TASK DETAILS: The answer must consist of every line below containing "running".

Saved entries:
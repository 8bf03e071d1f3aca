//! Supervises server launch sequencing and shutdown.

use std::sync::Arc;

use tracing::info;

use crate::bootstrap::{ConfigLoader, SystemConfigLoader, bootstrap_with};
use crate::health::{HealthReporter, StructuredHealthReporter};
use crate::service::echo_dispatcher;

use super::PROCESS_TARGET;
use super::errors::LaunchError;
use super::shutdown::{ShutdownSignal, SystemShutdownSignal};

/// Runs the server using the production collaborators.
///
/// # Errors
///
/// Returns an error when bootstrap fails, the reactor cannot be started or
/// joined, or signal handling cannot be installed.
pub fn run_daemon() -> Result<(), LaunchError> {
    run_daemon_with(
        &SystemConfigLoader,
        Arc::new(StructuredHealthReporter::new()),
        &SystemShutdownSignal::new(),
    )
}

/// Runs the server with injected collaborators.
///
/// Blocks in `shutdown` once the server is accepting connections, then stops
/// and joins the reactor thread.
///
/// # Errors
///
/// See [`run_daemon`].
pub fn run_daemon_with(
    loader: &dyn ConfigLoader,
    reporter: Arc<dyn HealthReporter>,
    shutdown: &dyn ShutdownSignal,
) -> Result<(), LaunchError> {
    let dispatcher = echo_dispatcher()?;
    let daemon = bootstrap_with(loader, reporter, dispatcher)?;
    info!(
        target: PROCESS_TARGET,
        endpoint = %daemon.config().listen_endpoint(),
        "starting server runtime"
    );
    let running = daemon.start()?;
    let waited = shutdown.wait();
    running.shutdown()?;
    waited?;
    info!(
        target: PROCESS_TARGET,
        "shutdown sequence completed"
    );
    Ok(())
}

YOUR RESPONSE:
    let running = daemon.start()?;
    running.shutdown()?;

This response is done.